Cruzar la frontera con Laos era el próximo objetivo. Hasta Luang Prabrang, antigua capital de Laos, famosa por sus templos de origen budista, todos los viajeros accedían en barco cruzando el Mekong, uno de los grandes ríos del mundo. Pero nuestros excursionistas querían seguir probando la aventura. «Cometimos la marcianada de ir por las montañas. 500 kilómetros a pie y en bici, lo más duro del viaje», confiesa Mario. En Laos, muchas experiencias vividas: Wung, un chino de 18 años que llevaba ocho meses viajando en bicicleta; los tres argentinos y un francés que vivían en una casa de paja y tenían un horno de pan, eran especialistas en masajes laosianos que atraían a gentes de todos los lugares del mundo; las cascadas de Guangxi; los fideos deshidratados; Simón, un checo que desde su país había iniciado un viaje a pie en el que ya llevaba empleados 12 meses; aquella escuela de un pueblo de 200 habitantes en el que dieron clases de inglés a los alumnos...

Camboya era la próxima estación y decenas de sensaciones: Marta, la chica vasca que viajaba en bicicleta desde Indonesia hasta Vietnam; la noche en un templo donde había un joven carpintero que cazaba pájaros con tirachinas; la madrugada en una comisaría tras la denuncia de un hombre ebrio que vio en ellos una amenaza sin base; el cumpleaños de Hugo en la isla de Dondet o las 4.000 islas de Laos y sus cascadas con mayor abundancia de toda Asia.
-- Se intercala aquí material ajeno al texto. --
//! This module implements the `MOUNT` version 1 protocol (RFC 1094 Appendix A)
//! data structures for XDR serialization and deserialization.
//!
//! The `MOUNT` protocol converts a pathname into the opaque file handle that
//! seeds all subsequent NFSv2 operations. Version 1 handles are a fixed
//! 32-byte opaque, not the counted opaque of the version 3 protocol.

// Keep original RFC naming conventions for consistency with the specification
#![allow(non_camel_case_types)]

use num_derive::{FromPrimitive, ToPrimitive};

use super::{DeserializeEnum, SerializeEnum};

/// MOUNT program number for RPC
pub const PROGRAM: u32 = 100005;
/// MOUNT protocol version 1 (the version NFSv2 clients speak)
pub const VERSION: u32 = 1;

/// Maximum bytes in a path name
pub const MNTPATHLEN: u32 = 1024;
/// Bytes in a V1 file handle (fixed-length opaque)
pub const FHSIZE: usize = 32;

/// File handle as carried by MOUNT v1 and NFSv2: exactly 32 opaque bytes.
pub type fhandle = [u8; FHSIZE];

/// Status codes returned by `MOUNT` protocol operations.
///
/// These are the UNIX error numbers of RFC 1094; only the ones this server
/// can produce are listed.
#[derive(Copy, Clone, Debug, FromPrimitive, ToPrimitive)]
#[repr(u32)]
pub enum mountstat {
    /// No error
    MNT_OK = 0,
    /// Not owner
    MNTERR_PERM = 1,
    /// No such file or directory
    MNTERR_NOENT = 2,
    /// Permission denied
    MNTERR_ACCES = 13,
}
impl SerializeEnum for mountstat {}
impl DeserializeEnum for mountstat {}

/// Procedure numbers for the `MOUNT` version 1 protocol
#[allow(clippy::upper_case_acronyms)]
#[derive(Copy, Clone, Debug, FromPrimitive, ToPrimitive)]
pub enum MountProcedure {
    /// Null procedure for service availability testing
    MOUNTPROC_NULL = 0,
    /// Mount a file system
    MOUNTPROC_MNT = 1,
    /// Get list of mounted file systems
    MOUNTPROC_DUMP = 2,
    /// Unmount a file system
    MOUNTPROC_UMNT = 3,
    /// Unmount all file systems
    MOUNTPROC_UMNTALL = 4,
    /// Get list of exported file systems
    MOUNTPROC_EXPORT = 5,
    /// Invalid procedure number
    INVALID,
}
impl SerializeEnum for MountProcedure {}
impl DeserializeEnum for MountProcedure {}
En Camboya encontraron gentes con la sonrisa puesta, hombres con dientes de oro, mujeres extrovertidas y aquellos inolvidables templos de Ancor, envueltos en raíces. Camboya no tardó en convertirse en el país preferido por nuestros aventureros, especialmente por su hospitalidad y sus gentes.

Inolvidable el paso por Ancor, donde todo resultaba más familiar. Ellos, hasta entonces acostumbrados a desayunar, comer y cenar arroz, tuvieron allí acceso a bocadillos, tabaco de liar, tomar un gintonic o escuchar a Rihanna. Su llegada a Isla Rabit, bañarse de noche en el Índico, con la compañía del plancton y esa aurora boreal que desprendía el agua o hasta unos arquitectos que construían un resort de lujo en mitad de la selva con vistas al mar y que llegaron a ofrecerles trabajo como guías en su proyecto...
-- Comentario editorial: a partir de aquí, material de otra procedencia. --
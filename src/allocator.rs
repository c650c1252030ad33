//! Stable MAC to IPv4 address assignment.
//!
//! The allocator is the piece of state the RARP and BOOTP responders share:
//! whichever protocol sees a client's MAC first fixes that client's address,
//! and every later request from either protocol gets the same answer. Leases
//! live for the process lifetime and are never evicted.
//!
//! The pool is a contiguous `[start, end]` range inside one subnet, with the
//! network and broadcast addresses always excluded and an explicit reserved
//! set on top (typically the server's own address and the gateway).

use std::collections::{HashMap, HashSet};
use std::net::Ipv4Addr;
use std::sync::Mutex;

use ipnet::Ipv4Net;
use thiserror::Error;

/// A raw Ethernet hardware address.
pub type MacAddr = [u8; 6];

/// Errors raised while constructing an allocator pool.
#[derive(Debug, Error)]
pub enum AllocatorError {
    /// The CIDR string did not parse as `a.b.c.d/n`.
    #[error("invalid cidr {0:?}: {1}")]
    InvalidCidr(String, ipnet::AddrParseError),
    /// The prefix leaves no usable host addresses.
    #[error("subnet {0} has no allocatable addresses")]
    EmptyPool(Ipv4Net),
    /// An explicit range had start above end.
    #[error("range start {start} is above range end {end}")]
    InvertedRange { start: Ipv4Addr, end: Ipv4Addr },
    /// An explicit range bound fell outside the subnet, or on its
    /// network or broadcast address.
    #[error("address {0} is not a host address of subnet {1}")]
    OutOfSubnet(Ipv4Addr, Ipv4Net),
}

#[derive(Default)]
struct Inner {
    leases: HashMap<MacAddr, Ipv4Addr>,
    in_use: HashSet<Ipv4Addr>,
    reserved: HashSet<Ipv4Addr>,
    cursor: u32,
}

/// Process-wide MAC to IPv4 allocator.
///
/// All mutation happens under one internal lock, so `allocate_for_mac` is a
/// single linearizable step: once it hands out an address for a MAC, every
/// concurrent and subsequent call for that MAC observes the same address.
pub struct Ipv4Allocator {
    subnet: Ipv4Net,
    start: Ipv4Addr,
    end: Ipv4Addr,
    inner: Mutex<Inner>,
}

impl Ipv4Allocator {
    /// Builds a pool covering every host address of `cidr`:
    /// `start = network+1`, `end = broadcast-1`.
    pub fn from_cidr(cidr: &str) -> Result<Self, AllocatorError> {
        let subnet: Ipv4Net = cidr
            .trim()
            .parse()
            .map_err(|e| AllocatorError::InvalidCidr(cidr.to_string(), e))?;
        let subnet = subnet.trunc();
        if subnet.prefix_len() >= 31 {
            return Err(AllocatorError::EmptyPool(subnet));
        }
        let start = Ipv4Addr::from(u32::from(subnet.network()) + 1);
        let end = Ipv4Addr::from(u32::from(subnet.broadcast()) - 1);
        Self::with_range(subnet, start, end)
    }

    /// Builds a pool over an explicit `[start, end]` range inside `subnet`.
    pub fn with_range(
        subnet: Ipv4Net,
        start: Ipv4Addr,
        end: Ipv4Addr,
    ) -> Result<Self, AllocatorError> {
        if start > end {
            return Err(AllocatorError::InvertedRange { start, end });
        }
        for bound in [start, end] {
            if !subnet.contains(&bound)
                || bound == subnet.network()
                || bound == subnet.broadcast()
            {
                return Err(AllocatorError::OutOfSubnet(bound, subnet));
            }
        }
        Ok(Self {
            subnet,
            start,
            end,
            inner: Mutex::new(Inner {
                cursor: u32::from(start),
                ..Inner::default()
            }),
        })
    }

    /// Returns the stable address for `mac`, allocating one on first sight.
    ///
    /// Allocation scans from the current cursor through the pool, wrapping
    /// once, and takes the first address that is neither reserved nor
    /// already leased. Returns `None` when the pool is exhausted.
    pub fn allocate_for_mac(&self, mac: MacAddr) -> Option<Ipv4Addr> {
        let mut inner = self.inner.lock().expect("allocator lock poisoned");
        if let Some(ip) = inner.leases.get(&mac) {
            return Some(*ip);
        }

        let (first, last) = (u32::from(self.start), u32::from(self.end));
        let advance = |v: u32| if v == last { first } else { v + 1 };

        let mut candidate = inner.cursor;
        for _ in first..=last {
            let ip = Ipv4Addr::from(candidate);
            if !inner.reserved.contains(&ip) && !inner.in_use.contains(&ip) {
                inner.leases.insert(mac, ip);
                inner.in_use.insert(ip);
                inner.cursor = advance(candidate);
                return Some(ip);
            }
            candidate = advance(candidate);
        }
        None
    }

    /// Excludes `ip` from future allocation.
    ///
    /// Addresses outside the pool are ignored, repeated calls are no-ops,
    /// and an address that is already leased stays leased.
    pub fn reserve_ip(&self, ip: Ipv4Addr) {
        if ip < self.start || ip > self.end {
            return;
        }
        let mut inner = self.inner.lock().expect("allocator lock poisoned");
        if inner.in_use.contains(&ip) {
            return;
        }
        inner.reserved.insert(ip);
    }

    /// First allocatable address of the pool.
    pub fn range_start(&self) -> Ipv4Addr {
        self.start
    }

    /// Last allocatable address of the pool.
    pub fn range_end(&self) -> Ipv4Addr {
        self.end
    }

    /// Netmask of the containing subnet.
    pub fn netmask(&self) -> Ipv4Addr {
        self.subnet.netmask()
    }

    /// Network address of the containing subnet.
    pub fn network(&self) -> Ipv4Addr {
        self.subnet.network()
    }
}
Cómo no recordar aquella playa virgen del parque natural de Botum Sakor, situado en la costa del Golfo de Tailandia, al sudoeste de las montañas de Cardamo el Día de Reyes donde fabricaron una barca con trozos de bambú, y funcionó... Ahora tocaba cruzar la selva del Cardamon. Llegaron a una casa con cuatro niños y una madre. Los enseñaron a comer frutas gigantes, a pescar en el río y con hojas de plataneros los instruyeron en la papiroflexia mientras ellos mostraron a los pequeños juegos de campamento. ¿Puede haber algo más hermoso?

El viaje llegaba a su fin, De vuelta a Bangkok, al mismo lugar donde iniciaron su periplo. Acabaron en un hoster, y allí se encontraron con un belga, un polaco y un antiguo compañero de pirineo aragonés que iniciaba el camino que ellos terminaban. ¡Qué mejor para celebrarlo que una tortilla de patatas!

Ahora, ya en España, tienen un choque con su propia cultura, pero sobre todo se han conocido un poco más a sí mismos, se han dado cuenta de lo que el cuerpo es capaz de aguantar, de que «a veces vivimos en un mundo entre algodones y de que la gente, por naturaleza, es buena, aunque lo bueno no venda», dice Mario.

Después de esto han aprendido que «viajar es un veneno con el que alcanzas la libertad y que no necesitas mucho dinero para cumplir tu sueño». A Mario y a Hugo les bastó con una pequeña tienda de campaña, una cocina, una bici, lo demás fue dejarse llevar y disfrutar. Ya están pensando en el próximo viaje. Irán les espera.